For electron in eigensate of Hydrogen we have these expectation values

<r>= 6a , <r^-1>= 1/4a

(a is Bohr radius)

a) find that eigenstate.
b) find the probability of finding electron in region 0 < phi < Pi/6 , 0 < theta < Pi/8
and 0 < r < rm
where rm is the first minimum of radial wavefunction in which electron is.

Homework Equations

The Attempt at a Solution

a) Using <nl|r^-1|nl>=1/((n^2)*a) it follows that n=2

then using <nl|r|nl>=1/2*[3*n^2-l(l+1)]a I got l=0 ,
so the eigenstate must be Psi(200).

b) To find the probability, I have to integrate

$$P=\int|\psi_{200}|^{2}r^{2}Sin\theta drd\phi d\theta = \frac{1-Cos(\frac{\pi}{8})}{(2a)^{3}6}\int^{r_{m}}_{0}(1-\frac{r}{2a})^{2}e^{\frac{-r}{a}}r^{2}dr$$

I can do the integral using tables, but can this integral be simplified. I only have to integrate from 0 to rm so if rm is much less than Bohr radius a, I can make an approximation (series expansion of e^x).
I'm not shure is rm<<a ? , also how are rm and a (Bohr radius) related ?

 

[dextercioby]

How do you determine "r_{m}" ? From what equation ?

 

[natugnaro]

$$\frac{\partial}{\partial r}(R_{20}(r))=0 \Rightarrow \frac{e^{-r/2a}(-4a+r)}{4\sqrt{2}a^{7/2}}=0 \Rightarrow r_{m}=4a$$

So, rm is four times smaller than a.
Well, I think this is ok, since I'm just trynig to avoid some integral, not build something that suppose to work .

 

[PhysiSmo]

You can also expand the $$(1-\frac{r}{2a})^{2}$$ term, multiply with $$r^2$$ and integrate by parts. Quite painful, but exact!

 

[natugnaro]

You can also expand the $$(1-\frac{r}{2a})^{2}$$ term, multiply with $$r^2$$ and integrate by parts. Quite painful, but exact!

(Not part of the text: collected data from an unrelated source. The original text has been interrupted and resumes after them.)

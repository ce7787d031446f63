//! Eligibility resolution and deduplicated enqueueing.
//!
//! Thin service over the store: resolve the active campaign for the
//! requested programme, then hand the set-oriented insert to the backend.
//! "No active campaign" is an outcome with a reason, not an error.

use chrono::{DateTime, Utc};
use serde::Serialize;
use tracing::info;

use crate::{
  campaign::CampaignKind,
  consent::ConsentPurpose,
  customer::Channel,
  store::{EngagementStore, EnqueueSpec},
};

/// What to enqueue. `template_key` defaults to the campaign's own template;
/// `scheduled_for` defaults to now (send immediately).
#[derive(Debug, Clone)]
pub struct EnqueueRequest {
  pub kind:          CampaignKind,
  pub channel:       Channel,
  pub template_key:  Option<String>,
  pub scheduled_for: Option<DateTime<Utc>>,
}

impl EnqueueRequest {
  pub fn weekly_email() -> Self {
    Self {
      kind:          CampaignKind::WeeklyPromo,
      channel:       Channel::Email,
      template_key:  None,
      scheduled_for: None,
    }
  }
}

/// Structured result of an enqueue invocation.
#[derive(Debug, Clone, Serialize)]
pub struct EnqueueOutcome {
  pub queued:        u64,
  #[serde(skip_serializing_if = "Option::is_none")]
  pub scheduled_for: Option<DateTime<Utc>>,
  #[serde(skip_serializing_if = "Option::is_none")]
  pub reason:        Option<String>,
}

impl EnqueueOutcome {
  fn skipped(reason: impl Into<String>) -> Self {
    Self { queued: 0, scheduled_for: None, reason: Some(reason.into()) }
  }
}

/// Resolve the active campaign and enqueue one deduplicated message per
/// eligible customer. Idempotent per (template key, schedule) slot: a repeat
/// invocation inserts nothing and reports `queued: 0`.
pub async fn run<S: EngagementStore>(
  store: &S,
  request: EnqueueRequest,
) -> Result<EnqueueOutcome, S::Error> {
  let Some(campaign) = store.active_campaign(request.kind, request.channel).await? else {
    return Ok(EnqueueOutcome::skipped(format!(
      "no active {} {} campaign",
      request.kind.discriminant(),
      request.channel.discriminant(),
    )));
  };

  let template_key = request
    .template_key
    .unwrap_or_else(|| campaign.template_key.clone());
  let scheduled_for = request.scheduled_for.unwrap_or_else(Utc::now);

  let queued = store
    .enqueue_campaign(EnqueueSpec {
      campaign_id: campaign.campaign_id,
      channel: campaign.channel,
      purpose: ConsentPurpose::Promotions,
      template_key: template_key.clone(),
      scheduled_for,
    })
    .await?;

  info!(
    campaign = %campaign.campaign_id,
    template = %template_key,
    %scheduled_for,
    queued,
    "enqueue complete"
  );

  Ok(EnqueueOutcome { queued, scheduled_for: Some(scheduled_for), reason: None })
}
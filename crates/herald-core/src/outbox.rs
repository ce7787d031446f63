//! The transactional outbox — durable delivery intents.
//!
//! Rows are created only by the enqueuer and transitioned out of `queued`
//! only by the dispatch worker. `queued` is the sole non-terminal status;
//! nothing moves a row back to `queued` automatically.

use chrono::{DateTime, Utc};
use serde::{Deserialize, Serialize};
use uuid::Uuid;

use crate::customer::Channel;

/// Delivery state of an outbox row.
#[derive(Debug, Clone, Copy, PartialEq, Eq, Hash, Serialize, Deserialize)]
#[serde(rename_all = "snake_case")]
pub enum OutboxStatus {
  Queued,
  Sent,
  Failed,
  Cancelled,
  BlockedByConsent,
}

impl OutboxStatus {
  /// The discriminant string stored in the `status` column.
  pub fn discriminant(self) -> &'static str {
    match self {
      Self::Queued => "queued",
      Self::Sent => "sent",
      Self::Failed => "failed",
      Self::Cancelled => "cancelled",
      Self::BlockedByConsent => "blocked_by_consent",
    }
  }

  pub fn is_terminal(self) -> bool { !matches!(self, Self::Queued) }
}

/// The per-customer snapshot frozen into a row at enqueue time.
///
/// This is a copy, not a reference: attribute or identity changes after
/// enqueueing never alter an already-queued message.
#[derive(Debug, Clone, Serialize, Deserialize)]
pub struct MessagePayload {
  pub name:       String,
  /// The recipient address captured from the chosen identity.
  pub address:    String,
  /// Auxiliary customer attributes (e.g. declared interests) at enqueue time.
  #[serde(default)]
  pub attributes: serde_json::Map<String, serde_json::Value>,
}

#[derive(Debug, Clone, Serialize, Deserialize)]
pub struct OutboxMessage {
  pub outbox_id:      i64,
  pub campaign_id:    Uuid,
  pub customer_id:    Uuid,
  pub channel:        Channel,
  pub identity_id:    Uuid,
  pub template_key:   String,
  pub payload:        MessagePayload,
  pub scheduled_for:  DateTime<Utc>,
  pub status:         OutboxStatus,
  pub failure_reason: Option<String>,
  /// Number of send attempts that have failed so far.
  pub attempts:       i64,
  pub claimed_by:     Option<String>,
  pub claimed_at:     Option<DateTime<Utc>>,
  pub created_at:     DateTime<Utc>,
  pub sent_at:        Option<DateTime<Utc>>,
}

/// A denormalised outbox row for administrative listings.
#[derive(Debug, Clone, Serialize, Deserialize)]
pub struct OutboxListing {
  pub outbox_id:      i64,
  pub status:         OutboxStatus,
  pub template_key:   String,
  pub channel:        Channel,
  pub recipient:      String,
  pub customer_name:  String,
  pub failure_reason: Option<String>,
  pub scheduled_for:  DateTime<Utc>,
  pub sent_at:        Option<DateTime<Utc>>,
  pub created_at:     DateTime<Utc>,
}
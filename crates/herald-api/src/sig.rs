//! Webhook signature and shared-secret verification.
//!
//! Meta-style webhooks sign the raw request body:
//!
//! ```text
//! X-Hub-Signature-256: sha256=<hex of HMAC-SHA256(secret, body)>
//! ```
//!
//! Verification fails closed: once a secret is configured, an absent or
//! malformed header rejects the request.

use sha2::{Digest, Sha256};
use subtle::ConstantTimeEq as _;

const BLOCK_SIZE: usize = 64;
const SIGNATURE_PREFIX: &str = "sha256=";

/// HMAC-SHA256 per RFC 2104. Keys longer than the SHA-256 block size are
/// hashed down first.
pub fn hmac_sha256(key: &[u8], message: &[u8]) -> [u8; 32] {
  let mut key_block = [0u8; BLOCK_SIZE];
  if key.len() > BLOCK_SIZE {
    key_block[..32].copy_from_slice(&Sha256::digest(key));
  } else {
    key_block[..key.len()].copy_from_slice(key);
  }

  let mut ipad = [0x36u8; BLOCK_SIZE];
  let mut opad = [0x5cu8; BLOCK_SIZE];
  for i in 0..BLOCK_SIZE {
    ipad[i] ^= key_block[i];
    opad[i] ^= key_block[i];
  }

  let inner = Sha256::new().chain_update(ipad).chain_update(message).finalize();
  let outer = Sha256::new().chain_update(opad).chain_update(inner).finalize();
  outer.into()
}

/// Constant-time equality for shared secrets (admin key, signatures).
/// Length is not hidden; the comparison of the bytes is.
pub fn secrets_match(a: &[u8], b: &[u8]) -> bool {
  a.len() == b.len() && bool::from(a.ct_eq(b))
}

/// Check an `X-Hub-Signature-256` header against the raw body.
///
/// - verification disabled: always accepted
/// - no secret configured while verification is enabled: always rejected
/// - absent header, wrong prefix, or non-hex digest: rejected
pub fn verify_webhook_signature(
  enabled: bool,
  secret: Option<&str>,
  header: Option<&str>,
  body: &[u8],
) -> bool {
  if !enabled {
    return true;
  }
  let Some(secret) = secret.filter(|s| !s.is_empty()) else {
    return false;
  };
  let Some(claimed_hex) = header.and_then(|h| h.strip_prefix(SIGNATURE_PREFIX)) else {
    return false;
  };
  let Ok(claimed) = hex::decode(claimed_hex.trim()) else {
    return false;
  };

  let expected = hmac_sha256(secret.as_bytes(), body);
  secrets_match(&claimed, &expected)
}

#[cfg(test)]
mod tests {
  use super::*;

  // RFC 4231 test case 2.
  #[test]
  fn hmac_matches_rfc4231_case_2() {
    let tag = hmac_sha256(b"Jefe", b"what do ya want for nothing?");
    assert_eq!(
      hex::encode(tag),
      "5bdcc146bf60754e6a042426089575c75a003f089d2739839dec58b964ec3843"
    );
  }

  // RFC 4231 test case 1.
  #[test]
  fn hmac_matches_rfc4231_case_1() {
    let key = [0x0b_u8; 20];
    let tag = hmac_sha256(&key, b"Hi There");
    assert_eq!(
      hex::encode(tag),
      "b0344c61d8db38535ca8afceaf0bf12b881dc200c9833da726e9376c2e32cff7"
    );
  }

  // RFC 4231 test case 6 exercises the long-key path.
  #[test]
  fn hmac_hashes_oversized_keys() {
    let key = [0xaa_u8; 131];
    let tag = hmac_sha256(&key, b"Test Using Larger Than Block-Size Key - Hash Key First");
    assert_eq!(
      hex::encode(tag),
      "60e431591ee0b67f0d8a26aacbf5b77f8e0bc6213728c5140546040f0ee37f54"
    );
  }

  #[test]
  fn valid_signature_is_accepted() {
    let body = b"{\"entry\":[]}";
    let header = format!("sha256={}", hex::encode(hmac_sha256(b"secret", body)));
    assert!(verify_webhook_signature(true, Some("secret"), Some(&header), body));
  }

  #[test]
  fn tampered_body_is_rejected() {
    let header = format!(
      "sha256={}",
      hex::encode(hmac_sha256(b"secret", b"{\"entry\":[]}"))
    );
    assert!(!verify_webhook_signature(
      true,
      Some("secret"),
      Some(&header),
      b"{\"entry\":[{}]}"
    ));
  }

  #[test]
  fn missing_or_malformed_header_fails_closed() {
    assert!(!verify_webhook_signature(true, Some("secret"), None, b"x"));
    assert!(!verify_webhook_signature(true, Some("secret"), Some("md5=abc"), b"x"));
    assert!(!verify_webhook_signature(
      true,
      Some("secret"),
      Some("sha256=nothex"),
      b"x"
    ));
  }

  #[test]
  fn missing_secret_fails_closed_when_enabled() {
    assert!(!verify_webhook_signature(true, None, Some("sha256=00"), b"x"));
    assert!(!verify_webhook_signature(true, Some(""), Some("sha256=00"), b"x"));
  }

  #[test]
  fn disabled_verification_accepts_anything() {
    assert!(verify_webhook_signature(false, None, None, b"x"));
  }

  #[test]
  fn secret_comparison_requires_equal_bytes() {
    assert!(secrets_match(b"abc", b"abc"));
    assert!(!secrets_match(b"abc", b"abd"));
    assert!(!secrets_match(b"abc", b"abcd"));
  }
}
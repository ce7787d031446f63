//! SQLite backend for the Herald engagement store.
//!
//! Wraps [`tokio_rusqlite`] so all database access runs on a dedicated thread
//! pool without blocking the async runtime.

mod encode;
mod schema;
mod store;

pub mod error;

pub use error::{Error, Result};
pub use store::SqliteStore;
#[cfg(test)]
mod tests {
  use std::sync::atomic::{AtomicUsize, Ordering};

  use herald_core::{
    campaign::{CampaignKind, NewCampaign},
    consent::{ConsentProof, ConsentPurpose, ConsentStatus, NewConsentEvent},
    customer::{Channel, NewCustomer, NewIdentity},
    enqueue::{self, EnqueueRequest},
    outbox::OutboxStatus,
  };
  use herald_store_sqlite::SqliteStore;

  use super::*;
  use crate::{
    render::{DefaultTemplates, RenderedEmail, TemplateRenderer},
    transport::memory::MemoryTransport,
  };

  /// Counts render calls; one render per processed row.
  struct CountingTemplates {
    renders: Arc<AtomicUsize>,
  }

  impl TemplateRenderer for CountingTemplates {
    fn render(
      &self,
      _template_key: &str,
      _payload: &herald_core::outbox::MessagePayload,
    ) -> RenderedEmail {
      self.renders.fetch_add(1, Ordering::SeqCst);
      RenderedEmail { subject: "s".into(), body: "b".into() }
    }
  }

  async fn seeded_store(recipients: &[&str]) -> SqliteStore {
    let store = SqliteStore::open_in_memory().await.unwrap();
    store
      .create_campaign(NewCampaign {
        name:         "Weekly promo".into(),
        kind:         CampaignKind::WeeklyPromo,
        channel:      Channel::Email,
        template_key: "weekly_promo_v1".into(),
      })
      .await
      .unwrap();

    for address in recipients {
      let customer = store
        .create_customer(NewCustomer::new("Test", "test"))
        .await
        .unwrap();
      store
        .try_insert_identity(NewIdentity {
          customer_id: customer.customer_id,
          channel:     Channel::Email,
          value:       (*address).into(),
          is_primary:  true,
        })
        .await
        .unwrap()
        .unwrap();
      store
        .append_consent(NewConsentEvent {
          customer_id: customer.customer_id,
          channel:     Channel::Email,
          purpose:     ConsentPurpose::Promotions,
          status:      ConsentStatus::Granted,
          proof:       ConsentProof::method("test"),
        })
        .await
        .unwrap();
    }

    let outcome = enqueue::run(&store, EnqueueRequest::weekly_email()).await.unwrap();
    assert_eq!(outcome.queued as usize, recipients.len());
    store
  }

  fn worker(
    store: &Arc<SqliteStore>,
    transport: &Arc<MemoryTransport>,
    mode: SendMode,
    test_address: Option<&str>,
  ) -> Worker<SqliteStore, MemoryTransport, DefaultTemplates> {
    let mut config = WorkerConfig::new("w1", mode);
    config.test_address = test_address.map(Into::into);
    Worker::new(
      store.clone(),
      transport.clone(),
      DefaultTemplates::new("https://example.test"),
      config,
    )
    .unwrap()
  }

  fn not_shutdown() -> watch::Receiver<bool> {
    let (tx, rx) = watch::channel(false);
    // Keep the sender alive for the test's duration.
    std::mem::forget(tx);
    rx
  }

  async fn statuses(store: &SqliteStore) -> Vec<(OutboxStatus, u64)> {
    store.outbox_status_counts().await.unwrap()
  }

  #[tokio::test]
  async fn live_mode_sends_and_marks_sent() {
    let store = Arc::new(seeded_store(&["a@example.com", "b@example.com"]).await);
    let transport = Arc::new(MemoryTransport::new());
    let worker = worker(&store, &transport, SendMode::Live, None);

    let processed = worker.cycle(&not_shutdown()).await.unwrap();
    assert_eq!(processed, 2);

    let sent = transport.sent();
    assert_eq!(sent.len(), 2);
    assert!(sent.iter().any(|e| e.to == "a@example.com"));
    assert_eq!(statuses(&store).await, vec![(OutboxStatus::Sent, 2)]);
  }

  #[tokio::test]
  async fn redirect_mode_overrides_recipient_and_annotates_body() {
    let store = Arc::new(seeded_store(&["real@example.com"]).await);
    let transport = Arc::new(MemoryTransport::new());
    let worker = worker(&store, &transport, SendMode::Redirect, Some("qa@example.com"));

    worker.cycle(&not_shutdown()).await.unwrap();

    let sent = transport.sent();
    assert_eq!(sent.len(), 1);
    assert_eq!(sent[0].to, "qa@example.com");
    assert!(sent[0].body.contains("[redirected from real@example.com]"));
    assert_eq!(statuses(&store).await, vec![(OutboxStatus::Sent, 1)]);
  }

  #[tokio::test]
  async fn redirect_mode_requires_test_address() {
    let store = Arc::new(SqliteStore::open_in_memory().await.unwrap());
    let transport = Arc::new(MemoryTransport::new());
    let result = Worker::new(
      store,
      transport,
      DefaultTemplates::new("https://example.test"),
      WorkerConfig::new("w1", SendMode::Redirect),
    );
    assert!(matches!(result, Err(WorkerSetupError::MissingTestAddress)));
  }

  #[tokio::test]
  async fn simulate_mode_sends_nothing_and_releases_rows() {
    let store = Arc::new(seeded_store(&["a@example.com"]).await);
    let transport = Arc::new(MemoryTransport::new());
    let worker = worker(&store, &transport, SendMode::Simulate, None);

    let processed = worker.cycle(&not_shutdown()).await.unwrap();
    assert_eq!(processed, 1);
    assert!(transport.sent().is_empty());
    assert_eq!(statuses(&store).await, vec![(OutboxStatus::Queued, 1)]);

    // The released row is immediately claimable by another worker.
    let claimed = store
      .claim_due(ClaimRequest {
        worker_id:  "w2".into(),
        now:        Utc::now(),
        lease_secs: 300,
        batch_size: 10,
      })
      .await
      .unwrap();
    assert_eq!(claimed.len(), 1);
  }

  #[tokio::test]
  async fn transport_failure_marks_row_failed_with_reason() {
    let store = Arc::new(seeded_store(&["a@example.com"]).await);
    let transport = Arc::new(MemoryTransport::new());
    transport.fail_next();
    let worker = worker(&store, &transport, SendMode::Live, None);

    worker.cycle(&not_shutdown()).await.unwrap();

    let failed = store.recent_outbox(OutboxStatus::Failed, 10).await.unwrap();
    assert_eq!(failed.len(), 1);
    assert!(
      failed[0]
        .failure_reason
        .as_deref()
        .unwrap()
        .contains("injected failure")
    );

    // Terminal with the default retry limit: a later cycle sends nothing.
    let processed = worker.cycle(&not_shutdown()).await.unwrap();
    assert_eq!(processed, 0);
    assert!(transport.sent().is_empty());
  }

  #[tokio::test]
  async fn failure_in_batch_does_not_stop_the_rest() {
    let store = Arc::new(seeded_store(&["a@example.com", "b@example.com"]).await);
    let transport = Arc::new(MemoryTransport::new());
    transport.fail_next();
    let worker = worker(&store, &transport, SendMode::Live, None);

    let processed = worker.cycle(&not_shutdown()).await.unwrap();
    assert_eq!(processed, 2);
    assert_eq!(transport.sent().len(), 1);

    let counts = statuses(&store).await;
    assert!(counts.contains(&(OutboxStatus::Sent, 1)));
    assert!(counts.contains(&(OutboxStatus::Failed, 1)));
  }

  #[tokio::test]
  async fn shutdown_releases_unprocessed_claims() {
    let store = Arc::new(seeded_store(&["a@example.com", "b@example.com"]).await);
    let transport = Arc::new(MemoryTransport::new());
    let worker = worker(&store, &transport, SendMode::Live, None);

    let (tx, rx) = watch::channel(true);
    let processed = worker.cycle(&rx).await.unwrap();
    drop(tx);

    assert_eq!(processed, 0);
    assert!(transport.sent().is_empty());
    // Both rows are queued and unclaimed again.
    let claimed = store
      .claim_due(ClaimRequest {
        worker_id:  "w2".into(),
        now:        Utc::now(),
        lease_secs: 300,
        batch_size: 10,
      })
      .await
      .unwrap();
    assert_eq!(claimed.len(), 2);
  }

  #[tokio::test]
  async fn simulate_mode_idles_between_cycles() {
    let store = Arc::new(seeded_store(&["a@example.com"]).await);
    let transport = Arc::new(MemoryTransport::new());
    let renders = Arc::new(AtomicUsize::new(0));

    let mut config = WorkerConfig::new("w1", SendMode::Simulate);
    config.poll_secs = 1;
    let worker = Worker::new(
      store,
      transport,
      CountingTemplates { renders: renders.clone() },
      config,
    )
    .unwrap();

    let (tx, rx) = watch::channel(false);
    let handle = tokio::spawn(async move { worker.run(rx).await });
    tokio::time::sleep(Duration::from_millis(500)).await;
    tx.send(true).unwrap();
    handle.await.unwrap();

    // The released row is claimable again at once; the worker must still
    // wait out the idle delay rather than re-render it in a tight loop.
    assert!(renders.load(Ordering::SeqCst) <= 2);
  }

  #[test]
  fn send_mode_parses_from_str() {
    assert_eq!("simulate".parse::<SendMode>().unwrap(), SendMode::Simulate);
    assert_eq!("REDIRECT".parse::<SendMode>().unwrap(), SendMode::Redirect);
    assert_eq!("Live".parse::<SendMode>().unwrap(), SendMode::Live);
    assert!("dry_run".parse::<SendMode>().is_err());
  }
}
//! Typed configuration: TOML file plus `HERALD_`-prefixed environment
//! overrides (`HERALD_WORKER__MODE=live` targets `[worker] mode`).
//!
//! Anything a subcommand cannot run without is validated here, at startup,
//! so misconfiguration fails fast instead of surfacing mid-batch.

use std::path::{Path, PathBuf};

use chrono::Weekday;
use herald_dispatch::{
  SmtpConfig, WorkerConfig,
  scheduler::WeeklySchedule,
  worker::SendMode,
};
use serde::Deserialize;
use thiserror::Error;

#[derive(Debug, Error)]
pub enum SettingsError {
  #[error(transparent)]
  Load(#[from] config::ConfigError),

  #[error("unknown worker mode {0:?} (expected simulate, redirect, or live)")]
  UnknownMode(String),

  #[error("unknown schedule weekday {0:?}")]
  UnknownWeekday(String),

  #[error("schedule hour {0} is out of range (0-23)")]
  HourOutOfRange(u32),

  #[error("worker mode {0:?} requires [smtp] configuration")]
  SmtpRequired(&'static str),

  #[error("redirect mode requires worker.test_address")]
  TestAddressRequired,
}

fn default_host() -> String { "127.0.0.1".into() }
fn default_port() -> u16 { 8000 }
fn default_store_path() -> PathBuf { PathBuf::from("herald.db") }
fn default_base_url() -> String { "http://127.0.0.1:8000".into() }
fn default_true() -> bool { true }

#[derive(Debug, Clone, Deserialize)]
pub struct Settings {
  #[serde(default = "default_host")]
  pub host:       String,
  #[serde(default = "default_port")]
  pub port:       u16,
  #[serde(default = "default_store_path")]
  pub store_path: PathBuf,
  /// Public base URL, used for unsubscribe links in rendered mail.
  #[serde(default = "default_base_url")]
  pub base_url:   String,
  #[serde(default)]
  pub admin_key:  Option<String>,
  #[serde(default)]
  pub webhook:    WebhookSettings,
  #[serde(default)]
  pub worker:     WorkerSettings,
  #[serde(default)]
  pub smtp:       Option<SmtpSettings>,
  #[serde(default)]
  pub schedule:   ScheduleSettings,
}

#[derive(Debug, Clone, Deserialize)]
pub struct WebhookSettings {
  #[serde(default)]
  pub secret:            Option<String>,
  #[serde(default)]
  pub verify_token:      Option<String>,
  #[serde(default = "default_true")]
  pub verify_signatures: bool,
}

impl Default for WebhookSettings {
  fn default() -> Self {
    Self { secret: None, verify_token: None, verify_signatures: true }
  }
}

fn default_worker_id() -> String {
  format!("worker-{}", std::process::id())
}
fn default_mode() -> String { "simulate".into() }
fn default_batch_size() -> usize { 25 }
fn default_poll_secs() -> u64 { 3 }
fn default_lease_secs() -> i64 { 300 }

#[derive(Debug, Clone, Deserialize)]
pub struct WorkerSettings {
  #[serde(default = "default_worker_id")]
  pub worker_id:    String,
  #[serde(default = "default_mode")]
  pub mode:         String,
  #[serde(default = "default_batch_size")]
  pub batch_size:   usize,
  #[serde(default = "default_poll_secs")]
  pub poll_secs:    u64,
  #[serde(default = "default_lease_secs")]
  pub lease_secs:   i64,
  #[serde(default)]
  pub retry_limit:  i64,
  #[serde(default)]
  pub test_address: Option<String>,
}

impl Default for WorkerSettings {
  fn default() -> Self {
    Self {
      worker_id:    default_worker_id(),
      mode:         default_mode(),
      batch_size:   default_batch_size(),
      poll_secs:    default_poll_secs(),
      lease_secs:   default_lease_secs(),
      retry_limit:  0,
      test_address: None,
    }
  }
}

fn default_smtp_port() -> u16 { 587 }
fn default_from_name() -> String { "Herald".into() }
fn default_smtp_timeout() -> u64 { 20 }

#[derive(Debug, Clone, Deserialize)]
pub struct SmtpSettings {
  pub host:         String,
  #[serde(default = "default_smtp_port")]
  pub port:         u16,
  pub username:     String,
  pub password:     String,
  #[serde(default = "default_from_name")]
  pub from_name:    String,
  pub from_address: String,
  #[serde(default = "default_smtp_timeout")]
  pub timeout_secs: u64,
}

fn default_weekday() -> String { "mon".into() }
fn default_hour() -> u32 { 13 }

#[derive(Debug, Clone, Deserialize)]
pub struct ScheduleSettings {
  #[serde(default = "default_weekday")]
  pub weekday: String,
  /// UTC hour of day.
  #[serde(default = "default_hour")]
  pub hour:    u32,
}

impl Default for ScheduleSettings {
  fn default() -> Self {
    Self { weekday: default_weekday(), hour: default_hour() }
  }
}

impl Settings {
  pub fn load(path: &Path) -> Result<Self, SettingsError> {
    let settings = config::Config::builder()
      .add_source(config::File::from(path.to_path_buf()).required(false))
      .add_source(config::Environment::with_prefix("HERALD").separator("__"))
      .build()?
      .try_deserialize()?;
    Ok(settings)
  }

  pub fn send_mode(&self) -> Result<SendMode, SettingsError> {
    self
      .worker
      .mode
      .parse()
      .map_err(|_| SettingsError::UnknownMode(self.worker.mode.clone()))
  }

  /// Worker configuration with mode requirements checked.
  pub fn worker_config(&self) -> Result<WorkerConfig, SettingsError> {
    let mode = self.send_mode()?;
    if mode == SendMode::Redirect && self.worker.test_address.is_none() {
      return Err(SettingsError::TestAddressRequired);
    }
    Ok(WorkerConfig {
      worker_id: self.worker.worker_id.clone(),
      mode,
      batch_size: self.worker.batch_size,
      poll_secs: self.worker.poll_secs,
      lease_secs: self.worker.lease_secs,
      retry_limit: self.worker.retry_limit,
      test_address: self.worker.test_address.clone(),
    })
  }

  /// SMTP configuration, required in any mode that actually sends.
  pub fn smtp_config(&self) -> Result<SmtpConfig, SettingsError> {
    let mode_name = match self.send_mode()? {
      SendMode::Simulate => return Err(SettingsError::SmtpRequired("simulate")),
      SendMode::Redirect => "redirect",
      SendMode::Live => "live",
    };
    let smtp = self
      .smtp
      .as_ref()
      .ok_or(SettingsError::SmtpRequired(mode_name))?;
    Ok(SmtpConfig {
      host:         smtp.host.clone(),
      port:         smtp.port,
      username:     smtp.username.clone(),
      password:     smtp.password.clone(),
      from_name:    smtp.from_name.clone(),
      from_address: smtp.from_address.clone(),
      timeout_secs: smtp.timeout_secs,
    })
  }

  pub fn weekly_schedule(&self) -> Result<WeeklySchedule, SettingsError> {
    let weekday: Weekday = self
      .schedule
      .weekday
      .parse()
      .map_err(|_| SettingsError::UnknownWeekday(self.schedule.weekday.clone()))?;
    if !herald_core::schedule::valid_hour(self.schedule.hour) {
      return Err(SettingsError::HourOutOfRange(self.schedule.hour));
    }
    Ok(WeeklySchedule { weekday, hour: self.schedule.hour })
  }
}

#[cfg(test)]
mod tests {
  use super::*;

  fn base_settings() -> Settings {
    Settings {
      host:       default_host(),
      port:       default_port(),
      store_path: default_store_path(),
      base_url:   default_base_url(),
      admin_key:  None,
      webhook:    WebhookSettings::default(),
      worker:     WorkerSettings::default(),
      smtp:       None,
      schedule:   ScheduleSettings::default(),
    }
  }

  #[test]
  fn defaults_are_simulate_monday_1300() {
    let settings = base_settings();
    assert_eq!(settings.send_mode().unwrap(), SendMode::Simulate);
    let schedule = settings.weekly_schedule().unwrap();
    assert_eq!(schedule.weekday, Weekday::Mon);
    assert_eq!(schedule.hour, 13);
  }

  #[test]
  fn redirect_without_test_address_is_rejected() {
    let mut settings = base_settings();
    settings.worker.mode = "redirect".into();
    assert!(matches!(
      settings.worker_config(),
      Err(SettingsError::TestAddressRequired)
    ));
  }

  #[test]
  fn live_mode_requires_smtp() {
    let mut settings = base_settings();
    settings.worker.mode = "live".into();
    assert!(matches!(
      settings.smtp_config(),
      Err(SettingsError::SmtpRequired("live"))
    ));
  }

  #[test]
  fn out_of_range_hour_is_rejected() {
    let mut settings = base_settings();
    settings.schedule.hour = 24;
    assert!(matches!(
      settings.weekly_schedule(),
      Err(SettingsError::HourOutOfRange(24))
    ));
  }
}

and multiply by e^(-r/a), then I have integral of r^4*e^(-r/a)

 

[natugnaro]

I'll just use $$e^{\frac{-r}{a}} \approx 1-\frac{r}{a}$$. $$r_{m}$$ is small enough for me.
thanks.

 

[PhysiSmo]

I meant that you could integrate by parts the integral

$$\int_0^{r_m} r^4e^{-r/a}dr=r^4\frac{e^{-r/a}}{-1/a}\left|_0^{r_m}-\int_0^{r_m} 4r^3e^{-r/a}\left(-\frac{1}{a}\right)dr=\cdots$$

and so on...

 

[natugnaro]

ah, yes , tahnks again.